4. P I NVSM A RCHITECTURE

Nowadays there are several methods of interaction with a computer system. These interactions can be classified into several fundamental ways . A user can provide input information by means of: (1) recording a sound; (2) recording an image/video; (3) use a tactile device; (4) use a pointing devices. Finally, trying to input the information into system means providing a sequence of symbols are recognizable by the system (Fig. 1). The goal of the system is to distinguish management requests from a user in the input. In other words, a management request is a service symbol that shows to the system what should be done with the following user data. The system can store, process or transform data according with a pre-established series of requisitions. Finally, a user expects to receive the data from the system by means of sound or video representation (Fig. 1). Also a user can expect some management activity inside of another system. Currently processor-oriented architecture is the dominating methodology. It means that processor-oriented system contains one or several CPUs (or CPU’s cores), a memory hierarchy with main memory (DRAM) and non-volatile data storage (HDD, SSD and so on). At first, data should be extracted from the non-volatile storage into main memory and, then, CPU is able to process data by means of interchange data between small internal CPU’s cache and main memory. Finally, data should be saved into the main memory after processing and, then, it should be flushed into the non-volatile storage. It is possible to say that such architecture is an algorithm-oriented architecture. Such architecture took place because of necessity to achieve compromise between existing technologies many years ago.

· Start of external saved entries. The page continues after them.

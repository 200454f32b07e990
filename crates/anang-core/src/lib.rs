//! # anang-core
//!
//! Core types and error types for the Anang partner portal client.
//!
//! This crate provides the foundational types shared across all Anang crates:
//! - Entity structs for the session, partner profile, discovery listings, and
//!   chat transcript
//! - Status enums (approval status, certification level, step status)
//! - The static licensing roadmap and its progress model
//! - Cross-cutting error types

pub mod entities;
pub mod enums;
pub mod errors;
pub mod roadmap;

/// Smallest valid roadmap progress value (step 1 is done on account creation).
pub const MIN_PROGRESS: u8 = 1;

/// Largest valid roadmap progress value (every step done, business live).
pub const MAX_PROGRESS: u8 = 7;
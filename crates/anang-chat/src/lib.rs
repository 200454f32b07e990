//! # anang-chat
//!
//! Turns assistant replies into display blocks.
//!
//! Replies use a small markdown subset: `**SECTION**` lines, `**Item**`
//! lines, `• Label: value` bullets, inline `**bold**`, and blank lines.
//! [`format_message`] classifies lines into [`Block`]s, [`parse_inline`]
//! tokenizes bold spans, and [`BulletValue::classify`] decides how a bullet
//! value should be shown. Everything here is pure.
//!
//! ```
//! use anang_chat::{Block, format_message};
//!
//! let blocks = format_message("**RESTAURANTS**\n• Hours: 9am: 5pm");
//! assert_eq!(blocks[0], Block::SectionHeader { text: "RESTAURANTS".into() });
//! assert_eq!(
//!     blocks[1],
//!     Block::Bullet { label: "Hours".into(), value: "9am: 5pm".into() }
//! );
//! ```

mod block;
mod format;
mod inline;
mod render;

pub use block::{Block, BulletValue};
pub use format::format_message;
pub use inline::{Inline, parse_inline};
pub use render::render_plain;
use clap::Subcommand;

/// Discovery commands.
#[derive(Clone, Debug, Subcommand)]
pub enum DiscoverCommands {
    /// List categories.
    Categories,
    /// List entries of a category.
    Entries { category: String },
}
//! Discovery page: category tabs and the entries of the active tab.

use anang_api::{ApiClient, ApiError};
use anang_core::entities::{DiscoveryCategory, DiscoveryEntry, EntryList};
use anang_core::enums::CategoryType;

use crate::tasks::{Generation, Ticket};

/// An entries fetch that has been started but not yet applied.
#[derive(Debug)]
pub struct PendingEntries {
    ticket: Ticket,
    category_id: String,
}

impl PendingEntries {
    #[must_use]
    pub fn category_id(&self) -> &str {
        &self.category_id
    }

    /// Run the request. Does not touch the page; hand the result to
    /// [`DiscoveryPage::apply`].
    pub async fn fetch(self, api: &ApiClient) -> EntriesResult {
        let outcome = api.get_discovery_data(&self.category_id).await;
        EntriesResult {
            ticket: self.ticket,
            category_id: self.category_id,
            outcome,
        }
    }
}

/// Completed entries fetch, still tagged with its ticket.
#[derive(Debug)]
pub struct EntriesResult {
    ticket: Ticket,
    category_id: String,
    outcome: Result<EntryList, ApiError>,
}

#[derive(Debug)]
pub struct DiscoveryPage {
    api: ApiClient,
    generation: Generation,
    categories: Vec<DiscoveryCategory>,
    categories_loading: bool,
    categories_error: Option<String>,
    active: Option<String>,
    entries: Vec<DiscoveryEntry>,
    entries_loading: bool,
    entries_error: Option<String>,
}

impl DiscoveryPage {
    #[must_use]
    pub fn new(api: ApiClient) -> Self {
        Self {
            api,
            generation: Generation::new(),
            categories: Vec::new(),
            categories_loading: true,
            categories_error: None,
            active: None,
            entries: Vec::new(),
            entries_loading: false,
            entries_error: None,
        }
    }

    /// Load the tabs, select the first one, and load its entries.
    pub async fn mount(&mut self) {
        self.load_categories().await;
        if let Some(id) = self.active.clone()
            && let Some(pending) = self.begin_fetch(id)
        {
            let result = pending.fetch(&self.api).await;
            self.apply(result);
        }
    }

    /// Fetch the category list. Failure leaves no tabs and records the error.
    pub async fn load_categories(&mut self) {
        self.categories_loading = true;
        match self.api.get_discovery_categories().await {
            Ok(list) => {
                self.categories = list.categories;
                self.categories_error = None;
                if self.active.is_none() {
                    self.active = self.categories.first().map(|c| c.id.clone());
                }
            }
            Err(e) => {
                tracing::warn!(error = %e, "discovery categories unavailable");
                self.categories.clear();
                self.categories_error = Some(e.to_string());
            }
        }
        self.categories_loading = false;
    }

    /// Switch tabs. Returns the fetch to run, or `None` when the tab is
    /// already active. Any fetch for the previous tab is superseded.
    pub fn select_category(&mut self, id: &str) -> Option<PendingEntries> {
        if self.active.as_deref() == Some(id) {
            return None;
        }
        self.active = Some(id.to_string());
        self.begin_fetch(id.to_string())
    }

    /// Switch tabs and load the new tab's entries.
    pub async fn show_category(&mut self, id: &str) {
        if let Some(pending) = self.select_category(id) {
            let result = pending.fetch(&self.api).await;
            self.apply(result);
        }
    }

    /// Re-fetch the active tab.
    pub async fn reload(&mut self) {
        if let Some(id) = self.active.clone()
            && let Some(pending) = self.begin_fetch(id)
        {
            let result = pending.fetch(&self.api).await;
            self.apply(result);
        }
    }

    fn begin_fetch(&mut self, category_id: String) -> Option<PendingEntries> {
        if self.generation.is_disposed() {
            return None;
        }
        self.entries_loading = true;
        self.entries_error = None;
        Some(PendingEntries {
            ticket: self.generation.begin(),
            category_id,
        })
    }

    /// Apply a finished fetch. Superseded results are dropped; returns
    /// whether the result was applied.
    pub fn apply(&mut self, result: EntriesResult) -> bool {
        if !result.ticket.is_current() {
            tracing::debug!(category = %result.category_id, "dropping superseded discovery result");
            return false;
        }
        match result.outcome {
            Ok(list) => {
                self.entries = list.entries;
                self.entries_error = None;
            }
            Err(e) => {
                self.entries.clear();
                self.entries_error = Some(e.to_string());
            }
        }
        self.entries_loading = false;
        true
    }

    /// Stop applying results for this page.
    pub fn dispose(&mut self) {
        self.generation.dispose();
        self.entries_loading = false;
    }

    #[must_use]
    pub fn api(&self) -> &ApiClient {
        &self.api
    }

    #[must_use]
    pub fn categories(&self) -> &[DiscoveryCategory] {
        &self.categories
    }

    /// `(id, label)` for each tab.
    #[must_use]
    pub fn tabs(&self) -> Vec<(&str, &str)> {
        self.categories
            .iter()
            .map(|c| (c.id.as_str(), c.label.as_str()))
            .collect()
    }

    #[must_use]
    pub fn active(&self) -> Option<&str> {
        self.active.as_deref()
    }

    /// Type of the active tab; food when unknown.
    #[must_use]
    pub fn active_kind(&self) -> CategoryType {
        self.categories
            .iter()
            .find(|c| Some(c.id.as_str()) == self.active.as_deref())
            .map(|c| c.kind)
            .unwrap_or_default()
    }

    #[must_use]
    pub fn entries(&self) -> &[DiscoveryEntry] {
        &self.entries
    }

    #[must_use]
    pub const fn is_loading_categories(&self) -> bool {
        self.categories_loading
    }

    #[must_use]
    pub const fn is_loading_entries(&self) -> bool {
        self.entries_loading
    }

    #[must_use]
    pub fn categories_error(&self) -> Option<&str> {
        self.categories_error.as_deref()
    }

    #[must_use]
    pub fn entries_error(&self) -> Option<&str> {
        self.entries_error.as_deref()
    }
}
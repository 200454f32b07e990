pub mod admin;
pub mod apply;
pub mod auth;
pub mod businesses;
pub mod chat;
pub mod discover;
pub mod finalize;
pub mod health;
pub mod roadmap;
pub mod schema;

use crate::bootstrap::AppContext;
use crate::cli::GlobalFlags;
use crate::cli::root_commands::Commands;

/// Dispatch a parsed command to its handler.
pub async fn dispatch(command: Commands, ctx: &AppContext, flags: &GlobalFlags) -> anyhow::Result<()> {
    match command {
        Commands::Auth { action } => auth::handle(&action, ctx, flags).await,
        Commands::Discover { action } => discover::handle(&action, ctx, flags).await,
        Commands::Businesses(args) => businesses::handle(&args, ctx, flags).await,
        Commands::Apply(args) => apply::handle(&args, ctx, flags).await,
        Commands::Finalize(args) => finalize::handle(&args, ctx, flags).await,
        Commands::Roadmap { action } => roadmap::handle(&action, ctx, flags).await,
        Commands::Chat { action } => chat::handle(&action, ctx, flags).await,
        Commands::Admin { action } => admin::handle(&action, ctx, flags).await,
        Commands::Health => health::handle(ctx, flags).await,
        Commands::Schema(args) => schema::handle(&args, flags),
    }
}
use anang_portal::DiscoveryPage;
use serde::Serialize;

use crate::bootstrap::AppContext;
use crate::cli::GlobalFlags;
use crate::cli::subcommands::DiscoverCommands;
use crate::output::output;
use crate::progress::Spinner;

#[derive(Serialize)]
struct EntryRow<'a> {
    name: &'a str,
    location: Option<&'a str>,
    description: Option<&'a str>,
    leaves: u8,
    url: Option<&'a str>,
}

/// Handle `anang discover <subcommand>`.
pub async fn handle(
    action: &DiscoverCommands,
    ctx: &AppContext,
    flags: &GlobalFlags,
) -> anyhow::Result<()> {
    let mut page = DiscoveryPage::new(ctx.api.clone());
    match action {
        DiscoverCommands::Categories => {
            Spinner::around("Loading categories...", page.load_categories()).await;
            if let Some(error) = page.categories_error() {
                anyhow::bail!("{error}");
            }
            output(&page.categories(), flags.format)
        }
        DiscoverCommands::Entries { category } => {
            Spinner::around("Loading entries...", page.show_category(category)).await;
            if let Some(error) = page.entries_error() {
                anyhow::bail!("{error}");
            }
            let rows = page
                .entries()
                .iter()
                .map(|e| EntryRow {
                    name: &e.name,
                    location: e.location.as_deref(),
                    description: e.description(),
                    leaves: e.certification_leaves(),
                    url: e.url.as_deref(),
                })
                .collect::<Vec<_>>();
            output(&rows, flags.format)
        }
    }
}
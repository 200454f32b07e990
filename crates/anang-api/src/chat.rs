//! Kingston assistant chat.

use serde::{Deserialize, Serialize};

use crate::http::{self, Messages};
use crate::{ApiClient, ApiError};

const ASK: Messages = Messages {
    fallback: "Failed to get a response",
    by_status: &[(400, "Question cannot be empty")],
};

/// Response of `POST /api/chat`.
#[derive(Debug, Clone, PartialEq, Eq, Serialize, Deserialize)]
pub struct ChatAnswer {
    pub answer: String,
    #[serde(default)]
    pub question: String,
}

#[derive(Serialize)]
struct ChatRequest<'a> {
    question: &'a str,
}

impl ApiClient {
    /// Ask the assistant a question.
    ///
    /// # Errors
    ///
    /// [`ApiError::Validation`] for a blank question (nothing is sent);
    /// otherwise the backend's `detail`.
    pub async fn chat_ask(&self, question: &str) -> Result<ChatAnswer, ApiError> {
        let question = question.trim();
        if question.is_empty() {
            return Err(ApiError::Validation("Question cannot be empty".into()));
        }
        let url = self.url("/api/chat");
        tracing::debug!(%url, "POST chat");
        let resp = http::send(self.http.post(&url).json(&ChatRequest { question })).await?;
        http::json(resp, &ASK).await
    }
}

Fig. 1 Digital data processing ecosystem

Fig. 2 DPU array like the basis of decentralized data processing architecture

Nowadays state of the art provides opportunities to build CPU with dozens of (and hundreds of) cores. Algorithm-oriented architecture becomes really inefficient for such technological environment. Dedicated or Application Specific Integrated Circuits (ASIC) seems to be the ideal development platform to explore different architectures for the emerging NVM. Future computational systems should be data-oriented systems. It means that: data shouldn’t be transferred between storage and operation places, instead operation core should be in the storage place, or storage devices. It is possible to imagine an elementary Data Processing Unit (DPU) that can contain processing unit and some amount of NVM memory. One practical and well-known storage system is the so-called Processor-In-Memory (PIM) devised by Patterson from Berkeley, and currently demonstrate as its iRAM project [40]. Finally, the whole system can be imagined as DPU arrays (Fig. 2). The goal of DPU is to be an active basic element of the system, that can store data, providing access and been capable of manipulating some piece of data in the system. In other words, DPU can be treated as storage space with some capacity of processing and/or with dedicated embedded PU devoted to data processing in the storage device. The goal of DPU array is to provide interaction space between DPUs for interaction during data processing. Every DPU is the combination of NVM memory with dedicated Processing Unit (Fig. 3). Such NVM memory array can be accessed for data processing by means of requests to the dedicated Processing Unit. The goal of synthesis the Processing Unit and some capacity of NVM memory is to make possible data transformation in the place of storing (offload operations with data). The concept of active core (PU + NVM memory) creates the environment for decentralized data processing paradigm when the DPU array will be able to operate with data 7 completely independently in every DPU. The goal of active core architecture is to change the concept of passive memory (keeping data only) by the paradigm of active DPU array is able to transform the data and to create the relations between the data in different DPUs. The core (PU) dedicated to the piece of data (NVM memory) is able to exclude the necessity to use the synchronization primitives because all transformation requests can be placed into the one queue that will be executed by one dedicated core (PU).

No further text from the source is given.